YOUR TASK: Among the entries below, one line contains "return None;" and another contains "let path = normalize_media_path(path)?;". Transcribe those two lines and every line between them, exactly.

(Collected data entries)
··········

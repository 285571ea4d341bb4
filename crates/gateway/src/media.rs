//! Media path handling
//!
//! Connector records store attachment locations either as a path relative
//! to the media root (`/images/A1.png`) or as an absolute URL. Paths coming
//! back from the upload endpoint are normalized here before they are saved.

use std::sync::LazyLock;

use regex::Regex;

/// URL prefix under which the backend serves media
pub const MEDIA_PREFIX: &str = "/media";

static ABSOLUTE_URL: LazyLock<Option<Regex>> =
    LazyLock::new(|| Regex::new(r"(?i)^https?://[^/\s]+").ok());

/// Whether `value` is an absolute http(s) URL
pub fn is_absolute_url(value: &str) -> bool {
    match ABSOLUTE_URL.as_ref() {
        Some(re) => re.is_match(value),
        None => {
            let lower = value.to_ascii_lowercase();
            lower.starts_with("http://") || lower.starts_with("https://")
        }
    }
}

/// Normalize a stored media path
///
/// Absolute URLs are returned untouched. Otherwise a leading `media/`
/// segment is dropped, repeated slashes collapse, and the result starts
/// with exactly one slash. Blank input yields `None`.
pub fn normalize_media_path(value: &str) -> Option<String> {
    let value = value.trim();
    if value.is_empty() {
        return None;
    }
    if is_absolute_url(value) {
        return Some(value.to_string());
    }

    let segments: Vec<&str> = value.split('/').filter(|s| !s.is_empty()).collect();
    let segments = match segments.split_first() {
        Some((first, rest)) if first.eq_ignore_ascii_case("media") => rest,
        _ => &segments[..],
    };
    Some(format!("/{}", segments.join("/")))
}

/// URL at which a stored media path can be displayed
///
/// Absolute URLs pass through; relative paths resolve under the media
/// prefix of `origin`.
pub fn media_url(origin: &str, path: &str) -> Option<String> {
    let path = normalize_media_path(path)?;
    if is_absolute_url(&path) {
        return Some(path);
    }
    Some(format!(
        "{}{}{}",
        origin.trim_end_matches('/'),
        MEDIA_PREFIX,
        path
    ))
}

··········

EXPECTED ANSWER:
        return None;
    }
    if is_absolute_url(value) {
        return Some(value.to_string());
    }

    let segments: Vec<&str> = value.split('/').filter(|s| !s.is_empty()).collect();
    let segments = match segments.split_first() {
        Some((first, rest)) if first.eq_ignore_ascii_case("media") => rest,
        _ => &segments[..],
    };
    Some(format!("/{}", segments.join("/")))
}

/// URL at which a stored media path can be displayed
///
/// Absolute URLs pass through; relative paths resolve under the media
/// prefix of `origin`.
pub fn media_url(origin: &str, path: &str) -> Option<String> {
    let path = normalize_media_path(path)?;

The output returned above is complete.